Go through the entries below and copy every line that holds the word "NaiveDateTime".

DATASET EXCERPTS —
------------------------------
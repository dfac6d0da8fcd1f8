// libs/scheduling-cell/src/services/datetime.rs
use chrono::NaiveDateTime;

/// The single textual form every stored and compared date-time uses.
pub const CANONICAL_FORMAT: &str = "%Y-%m-%d %H:%M:%S";

/// Accepted input patterns, tried in priority order. The order matters:
/// some patterns are ambiguous prefixes of others, so the first pattern
/// that parses the whole input wins.
const SUPPORTED_FORMATS: &[&str] = &[
    "%Y-%m-%d %H:%M:%S",    // 2025-10-10 16:00:00
    "%Y-%m-%d %I:%M:%S %p", // 2025-10-10 4:00:00 PM
    "%Y-%m-%d %I:%M %p",    // 2025-10-10 4:00 PM
    "%d/%m/%Y %H:%M:%S",    // 10/10/2025 16:00:00
    "%d-%m-%Y %H:%M:%S",    // 10-10-2025 16:00:00
    "%d/%m/%Y %I:%M:%S %p", // 10/10/2025 4:00:00 PM
    "%d-%m-%Y %I:%M:%S %p", // 10-10-2025 4:00:00 PM
    "%d/%m/%Y %I:%M %p",    // 10/10/2025 4:00 PM
    "%d-%m-%Y %I:%M %p",    // 10-10-2025 4:00 PM
    "%B %d, %Y %I:%M %p",   // October 10, 2025 4:00 PM
    "%d %B %Y %I:%M %p",    // 10 October 2025 4:00 PM
    "%Y-%m-%dT%H:%M",       // 2025-10-10T16:00
    "%Y-%m-%dT%I:%M%p",     // 2025-10-10T4:00PM
];

/// Parse a date-time string in any supported format. `None` is the
/// "not recognized" sentinel consumed by callers; parsing never panics.
pub fn normalize(input: &str) -> Option<NaiveDateTime> {
    let trimmed = input.trim();
    SUPPORTED_FORMATS
        .iter()
        .find_map(|format| NaiveDateTime::parse_from_str(trimmed, format).ok())
}

pub fn canonical(value: NaiveDateTime) -> String {
    value.format(CANONICAL_FORMAT).to_string()
}

/// Normalize straight to the canonical `YYYY-MM-DD HH:MM:SS` string.
pub fn normalize_to_canonical(input: &str) -> Option<String> {
    normalize(input).map(canonical)
}

#[cfg(test)]
mod tests {
    use super::{normalize, normalize_to_canonical};

    #[test]
    fn canonical_input_is_unchanged() {
        assert_eq!(
            normalize_to_canonical("2025-10-10 16:00:00").as_deref(),
            Some("2025-10-10 16:00:00")
        );
    }

    #[test]
    fn twelve_hour_clock_converts_to_twenty_four() {
        assert_eq!(
            normalize_to_canonical("10/10/2025 4:00 PM").as_deref(),
            Some("2025-10-10 16:00:00")
        );
        assert_eq!(
            normalize_to_canonical("2025-10-10 4:00 PM").as_deref(),
            Some("2025-10-10 16:00:00")
        );
    }

    #[test]
    fn month_name_variants_parse() {
        assert_eq!(
            normalize_to_canonical("October 10, 2025 4:00 PM").as_deref(),
            Some("2025-10-10 16:00:00")
        );
        assert_eq!(
            normalize_to_canonical("10 October 2025 4:00 PM").as_deref(),
            Some("2025-10-10 16:00:00")
        );
    }

    #[test]
    fn compact_iso_variants_fill_in_seconds() {
        assert_eq!(
            normalize_to_canonical("2025-10-10T16:00").as_deref(),
            Some("2025-10-10 16:00:00")
        );
        assert_eq!(
            normalize_to_canonical("2025-10-10T4:00PM").as_deref(),
            Some("2025-10-10 16:00:00")
        );
    }

    #[test]
    fn day_month_year_order_is_respected() {
        // 5 March, not May 3
        assert_eq!(
            normalize_to_canonical("05/03/2025 10:00:00").as_deref(),
            Some("2025-03-05 10:00:00")
        );
    }

    #[test]
    fn unrecognized_input_is_rejected() {
        assert_eq!(normalize("not a date"), None);
        assert_eq!(normalize(""), None);
        assert_eq!(normalize("2025-10-10"), None);
        assert_eq!(normalize("2025-10-10 16:00:00 extra"), None);
    }
}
------------------------------
FINISHED EXERCISE —
use chrono::NaiveDateTime;
pub fn normalize(input: &str) -> Option<NaiveDateTime> {
        .find_map(|format| NaiveDateTime::parse_from_str(trimmed, format).ok())
pub fn canonical(value: NaiveDateTime) -> String {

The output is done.